During this century the standards of living accommodation has improved enormously. The advent of safe electricity and reliable sewage and sanitation was the first major breakthrough. Until just before the First World War keeping food cold was done in cold stores with huge amounts of natural ice. Mechanical and electrical refrigerators started to be made available from the 1920s but were not seen in most homes until after the war. Electricity helped freed the housewife by making large numbers of labour-saving devices - like the iron, the vacuum cleaner - readily available. Since then the kitchen has become a place where people can enjoy working rather than place of chores.

Electricity has helped save time by doing jobs quicker and usually more efficiently. Doing the household washing was a laborious process. The arrival of launderettes and then the domestic washing machine and dryer helped further. Now domestic appliances range from food mixers, microwaves, electric kettles to DIY drills and lawnmowers.

In the fifties and sixties future analysts predicted that one day all houses would be kept spotless by robot servants. That was a red herring that is unlikely to ever materialise. The closest thing to a functioning robot available commercially today is Robomow, a self-operating lawn mower. Plans to develop a smart vacuum cleaner are in experimental stages, hampered by the machine’s inability to distinguish between a wall and a pair of children’s Wellington boots.

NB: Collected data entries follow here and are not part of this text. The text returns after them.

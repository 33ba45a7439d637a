//! Live PostgreSQL integration tests.
//!
//! These exercise `PostgresProvider` against a real server instead of a
//! mock, so they only compile under the `provider-tests` feature and expect
//! `GATEKEEPER_TEST_PG_*` environment variables naming an admin connection
//! with permission to create roles (run with
//! `cargo test --features provider-tests --test postgres_provider_live`).

#![cfg(feature = "provider-tests")]

use gatekeeper_core::model::{ConnectionTarget, HealthState, NewPrincipal, Role, SslMode};
use gatekeeper_core::provider::postgres::{PostgresProvider, PostgresProviderConfig};
use gatekeeper_core::provider::{AdminCredentials, DatabaseProvider};
use secrecy::SecretString;

fn admin_credentials_from_env() -> (ConnectionTarget, AdminCredentials) {
    let host = std::env::var("GATEKEEPER_TEST_PG_HOST").unwrap_or_else(|_| "localhost".to_owned());
    let port: u16 = std::env::var("GATEKEEPER_TEST_PG_PORT")
        .ok()
        .and_then(|value| value.parse().ok())
        .unwrap_or(5432);
    let database = std::env::var("GATEKEEPER_TEST_PG_DATABASE").unwrap_or_else(|_| "postgres".to_owned());
    let username = std::env::var("GATEKEEPER_TEST_PG_USER").unwrap_or_else(|_| "postgres".to_owned());
    let password = std::env::var("GATEKEEPER_TEST_PG_PASSWORD").unwrap_or_else(|_| "postgres".to_owned());

    (
        ConnectionTarget {
            host,
            port,
            database,
            ssl_mode: SslMode::Disable,
        },
        AdminCredentials {
            username,
            password: SecretString::from(password),
        },
    )
}

#[tokio::test]
async fn bootstrap_then_create_and_drop_a_real_ephemeral_user() {
    let (connection, credentials) = admin_credentials_from_env();
    let provider = PostgresProvider::new(PostgresProviderConfig::default());

    provider
        .initialize(&connection, credentials)
        .await
        .expect("bootstrap against a live server should succeed");

    let report = provider.health_check().await.expect("health check should succeed");
    assert_eq!(report.state, HealthState::Healthy);

    let provisioned = provider
        .create_ephemeral_user(NewPrincipal {
            name: "gk_livetest0001".to_owned(),
            password: SecretString::from("correct horse battery staple".to_owned()),
            role_pack: Role::Read.pack_name().to_owned(),
            ttl_minutes: 5,
            connection_limit: 2,
        })
        .await
        .expect("create_ephemeral_user should succeed against a live server");
    assert!(provisioned.dsn.starts_with("postgresql://gk_livetest0001:"));

    let dropped = provider
        .drop_user("gk_livetest0001")
        .await
        .expect("drop_user should succeed");
    assert!(dropped);

    provider.close().await;
}

#[tokio::test]
async fn initialize_is_idempotent_on_repeat_calls() {
    let (connection, credentials) = admin_credentials_from_env();
    let provider = PostgresProvider::new(PostgresProviderConfig::default());

    provider
        .initialize(&connection, credentials.clone())
        .await
        .expect("first initialize should succeed");
    provider
        .initialize(&connection, credentials)
        .await
        .expect("second initialize should be a no-op, not an error");

    provider.close().await;
}
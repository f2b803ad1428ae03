//! Block compression for the score array inside a [`crate::file_handler::TablebaseFile`]
//! (§4.D "Block format"). Grounded directly on the collaborator crate's own
//! `EncoderDecoder`/`Block`/`BlockHeader` trio: `deku` frames the header,
//! `zstd` compresses the payload, `positioned_io` seeks to a block without
//! reading the whole file. The only real change is the payload itself: a
//! `Score` array (2 bytes/cell via [`Score::to_u16`]) instead of the
//! teacher's `ByColor<OutcomeU8>` pairs.

use std::io::{self, ErrorKind::InvalidData, Write};

#[cfg(feature = "cached")]
use cached::proc_macro::cached;
use deku::bitvec::BitView;
use deku::{ctx::Limit, prelude::*};
use log::trace;
use positioned_io::ReadAt;
use zstd::stream::{decode_all, encode_all};

use crate::score::{Score, Variant};

/// Logical cells per block (§4.D): 4096 cells * 2 bytes = 8KiB of raw score
/// data before compression, small enough that probing one cell only ever
/// decompresses a bounded amount of data.
pub const BLOCK_CELLS: usize = 4096;

#[derive(Debug)]
pub struct EncoderDecoder<T> {
    inner: T,
}

impl<T> EncoderDecoder<T> {
    pub fn new(inner: T) -> Self {
        Self { inner }
    }

    pub fn into_inner(self) -> T {
        self.inner
    }
}

#[inline]
fn to_u64(x: usize) -> u64 {
    x.try_into().unwrap()
}

impl<T: Write> EncoderDecoder<T> {
    /// Writes `scores` as a sequence of blocks and returns the block index
    /// (§4.D): one `(index_from, byte_offset)` entry per block, `byte_offset`
    /// relative to the first byte written here. Callers that persist this
    /// alongside the blocks (`file_handler::TablebaseFile`) can later seek
    /// straight to any block instead of scanning from the start.
    pub fn compress(&mut self, scores: &[Score], variant: Variant) -> io::Result<Vec<BlockIndexEntry>> {
        let mut entries = Vec::new();
        let mut byte_offset = 0u64;
        for (i, elements) in scores.chunks(BLOCK_CELLS).enumerate() {
            let block = Block::new(elements, BLOCK_CELLS * i, variant)?;
            entries.push(BlockIndexEntry { index_from: block.header.index_from, byte_offset });
            let bytes = block.to_bytes().unwrap();
            byte_offset += to_u64(bytes.len());
            self.inner.write_all(&bytes)?;
        }
        Ok(entries)
    }
}

impl<T: ReadAt> EncoderDecoder<T> {
    fn read_block_header(&self, byte_offset: u64) -> io::Result<BlockHeader> {
        let mut header_buf: [u8; BlockHeader::BYTE_SIZE] = [0; BlockHeader::BYTE_SIZE];
        self.inner.read_exact_at(byte_offset, &mut header_buf)?;
        from_bytes_exact::<BlockHeader>(&header_buf)
    }

    fn read_block(&self, byte_offset: u64) -> io::Result<Block> {
        let block_header = self.read_block_header(byte_offset)?;
        trace!("size_including_headers {:?}", block_header.size_including_headers());
        let mut block_buf: Vec<u8> = vec![0; block_header.size_including_headers()];
        self.inner.read_exact_at(byte_offset, &mut block_buf)?;
        from_bytes_exact::<Block>(&block_buf)
    }

    /// Walk the block index from the start of the file, looking for the
    /// block that contains `idx`. Callers that already know a byte offset
    /// (from a file-level block-offset table, §4.D) should seek there and
    /// call [`EncoderDecoder::read_block`] directly instead; this linear
    /// scan exists for the cases that don't have one (e.g. verifying a
    /// freshly compressed file end-to-end).
    pub fn score_of(&self, idx: u64, variant: Variant) -> io::Result<Score> {
        let mut byte_offset = 0;
        loop {
            match self.read_block_header(byte_offset) {
                Ok(block_header) if block_header.idx_is_in_block(idx) => {
                    return self.read_block(byte_offset).and_then(|block| {
                        #[cfg(feature = "cached")]
                        let scores = decompress_scores_cached(block.header, &block, variant);
                        #[cfg(not(feature = "cached"))]
                        let scores = block.decompress_scores(variant);
                        scores.and_then(|scores| {
                            scores
                                .get((idx - block.header.index_from) as usize)
                                .copied()
                                .ok_or_else(|| io::Error::new(io::ErrorKind::InvalidInput, "index not found in block"))
                        })
                    });
                }
                Ok(block_header) => byte_offset += to_u64(block_header.size_including_headers()),
                Err(ref err) if err.kind() == io::ErrorKind::UnexpectedEof => break,
                Err(err) => return Err(err),
            }
        }
        Err(io::Error::new(io::ErrorKind::NotFound, "index not found in table"))
    }

    /// Locate `idx`'s block via a resident block index instead of scanning
    /// headers from byte 0 (§4.D, `EgtbMemMode::Tiny`): binary search picks
    /// the entry whose range covers `idx`, then one seek reads that block.
    pub fn score_of_indexed(&self, idx: u64, variant: Variant, index: &[BlockIndexEntry]) -> io::Result<Score> {
        let entry = match index.binary_search_by(|e| e.index_from.cmp(&idx)) {
            Ok(i) => index[i],
            Err(0) => return Err(io::Error::new(io::ErrorKind::NotFound, "index not found in table")),
            Err(i) => index[i - 1],
        };
        let block = self.read_block(entry.byte_offset)?;
        if !block.header.idx_is_in_block(idx) {
            return Err(io::Error::new(io::ErrorKind::NotFound, "index not found in table"));
        }
        #[cfg(feature = "cached")]
        let scores = decompress_scores_cached(block.header, &block, variant);
        #[cfg(not(feature = "cached"))]
        let scores = block.decompress_scores(variant);
        scores.and_then(|scores| {
            scores
                .get((idx - block.header.index_from) as usize)
                .copied()
                .ok_or_else(|| io::Error::new(io::ErrorKind::InvalidInput, "index not found in block"))
        })
    }

    pub fn decompress_file(&self, variant: Variant) -> io::Result<Vec<Score>> {
        let mut scores = Vec::new();
        let mut byte_offset = 0;
        loop {
            match self.read_block(byte_offset) {
                Ok(block) => {
                    byte_offset += to_u64(block.header.size_including_headers());
                    scores.extend(block.decompress_scores(variant)?);
                }
                Err(ref err) if err.kind() == io::ErrorKind::UnexpectedEof => break,
                Err(err) => return Err(err),
            }
        }
        Ok(scores)
    }
}

#[derive(Debug, PartialEq, DekuRead, DekuWrite, Eq, Hash, Clone, Copy)]
pub struct BlockHeader {
    pub index_from: u64, // inclusive
    pub index_to: u64,   // exclusive
    pub block_size: u64, // compressed byte length, excluding this header
}

impl BlockHeader {
    const BYTE_SIZE: usize = 8 * 3;

    pub fn size_including_headers(&self) -> usize {
        Self::BYTE_SIZE + self.block_size as usize
    }

    pub fn idx_is_in_block(&self, idx: u64) -> bool {
        self.index_from <= idx && idx < self.index_to
    }

    pub const fn nb_elements(&self) -> usize {
        (self.index_to - self.index_from) as usize
    }
}

/// One entry of the on-disk block index (§4.D, GLOSSARY "block index"): the
/// byte offset of the block starting at `index_from`, relative to the start
/// of the blocks region (immediately after the index itself).
#[derive(Debug, PartialEq, DekuRead, DekuWrite, Eq, Hash, Clone, Copy)]
pub struct BlockIndexEntry {
    pub index_from: u64,
    pub byte_offset: u64,
}

impl BlockIndexEntry {
    pub const BYTE_SIZE: usize = 16;
}

/// Serializes a block index as a `u64` entry count followed by the entries
/// themselves, so a reader can learn its byte length without re-parsing the
/// blocks it points into.
#[must_use]
pub fn encode_block_index(entries: &[BlockIndexEntry]) -> Vec<u8> {
    let mut out = (entries.len() as u64).to_le_bytes().to_vec();
    for entry in entries {
        out.extend(entry.to_bytes().unwrap());
    }
    out
}

pub fn decode_block_index(buf: &[u8]) -> io::Result<Vec<BlockIndexEntry>> {
    if buf.len() < 8 {
        return Err(io::Error::new(InvalidData, "block index truncated"));
    }
    let count = u64::from_le_bytes(buf[..8].try_into().unwrap()) as usize;
    let mut entries = Vec::with_capacity(count);
    let mut offset = 8;
    for _ in 0..count {
        let end = offset + BlockIndexEntry::BYTE_SIZE;
        let bytes = buf.get(offset..end).ok_or_else(|| io::Error::new(InvalidData, "block index truncated"))?;
        entries.push(from_bytes_exact::<BlockIndexEntry>(bytes)?);
        offset = end;
    }
    Ok(entries)
}

// Empty wrap because `deku` does not implement `DekuWrite` for `Vec<u16>` directly.
#[derive(Debug, PartialEq, DekuWrite, Eq)]
struct RawScores(pub Vec<u16>);

#[derive(Debug, PartialEq, DekuRead, DekuWrite, Eq, Hash)]
struct Block {
    header: BlockHeader,
    #[deku(count = "header.block_size")]
    pub compressed_scores: Vec<u8>,
}

impl Block {
    pub fn new(scores: &[Score], index_from_usize: usize, variant: Variant) -> io::Result<Self> {
        let index_from = to_u64(index_from_usize);
        let index_to = to_u64(index_from_usize + scores.len());
        let raw_scores = RawScores(scores.iter().map(|s| s.to_u16(variant)).collect());
        let raw_bytes = raw_scores.to_bytes().unwrap();
        encode_all(raw_bytes.as_slice(), 19).map(|compressed_scores| {
            let block_size = to_u64(compressed_scores.len());
            Self {
                header: BlockHeader { index_from, index_to, block_size },
                compressed_scores,
            }
        })
    }

    pub fn decompress_scores(&self, variant: Variant) -> io::Result<Vec<Score>> {
        decode_all(self.compressed_scores.as_slice()).and_then(|bytes| {
            Vec::<u16>::read(bytes.view_bits(), Limit::new_count(self.header.nb_elements()))
                .map_err(|e| io::Error::new(InvalidData, e))
                .map(|(rest, raw)| {
                    assert!(rest.is_empty());
                    raw.into_iter().map(|code| Score::from_u16(code, variant)).collect()
                })
        })
    }
}

#[cfg(feature = "cached")]
#[cached(
    result = true,
    type = "cached::SizedCache<(BlockHeader, Variant), Vec<Score>>",
    create = "{ cached::SizedCache::with_size(256) }",
    convert = "{ (block.header, variant) }"
)]
fn decompress_scores_cached(header: BlockHeader, block: &Block, variant: Variant) -> io::Result<Vec<Score>> {
    let _ = header;
    block.decompress_scores(variant)
}

fn from_bytes_exact<'a, T: deku::DekuContainerRead<'a>>(buf: &'a [u8]) -> io::Result<T> {
    let ((byte_not_read, bit_offset), t) = T::from_bytes((buf, 0)).map_err(|e| io::Error::new(InvalidData, e))?;
    assert!(byte_not_read.is_empty());
    assert_eq!(bit_offset, 0);
    Ok(t)
}

#[cfg(test)]
mod tests {
    use super::*;

    fn gen_scores(n: usize) -> Vec<Score> {
        (0..n)
            .map(|i| match i % 4 {
                0 => Score::Draw,
                1 => Score::Win((i % 100) as u16),
                2 => Score::Lose((i % 100) as u16),
                _ => Score::Unset,
            })
            .collect()
    }

    #[test]
    fn block_header_size() {
        let header = BlockHeader { index_from: 0, index_to: 1, block_size: 0 };
        assert_eq!(BlockHeader::BYTE_SIZE, header.to_bytes().unwrap().len());
    }

    #[test]
    fn block_round_trips() {
        let scores = gen_scores(1000);
        let block = Block::new(&scores, 0, Variant::Chess).unwrap();
        assert_eq!(block.decompress_scores(Variant::Chess).unwrap(), scores);
        let bytes = block.to_bytes().unwrap();
        let block2 = from_bytes_exact::<Block>(&bytes).unwrap();
        assert_eq!(block, block2);
    }

    #[test]
    fn encoder_decoder_round_trips_across_blocks() {
        let scores = gen_scores(BLOCK_CELLS * 2 + BLOCK_CELLS / 2);
        let mut encoder = EncoderDecoder::new(Vec::<u8>::new());
        encoder.compress(&scores, Variant::Xiangqi).unwrap();
        let decompressed = encoder.decompress_file(Variant::Xiangqi).unwrap();
        assert_eq!(scores, decompressed);
    }

    #[test]
    fn score_of_finds_the_right_block() {
        let scores = gen_scores(BLOCK_CELLS + 10);
        let mut encoder = EncoderDecoder::new(Vec::<u8>::new());
        encoder.compress(&scores, Variant::Chess).unwrap();
        for idx in [0u64, BLOCK_CELLS as u64 - 1, BLOCK_CELLS as u64, BLOCK_CELLS as u64 + 9] {
            assert_eq!(encoder.score_of(idx, Variant::Chess).unwrap(), scores[idx as usize]);
        }
    }
}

The houses of the future will be smart, capable of making decisions on their own but humans will still have to do most of the things they do today. But microprocessors set into appliances will help budget and even order food and supplies.

Microsoft's Bill Gates has spent £30 million building a state of the art 45-room mansion – a temple to technology - on the shores of Lake Washington in Seattle. Within 30 years most of the innovations in Bill’s dream home will be available to everybody else - at a fraction of the cost.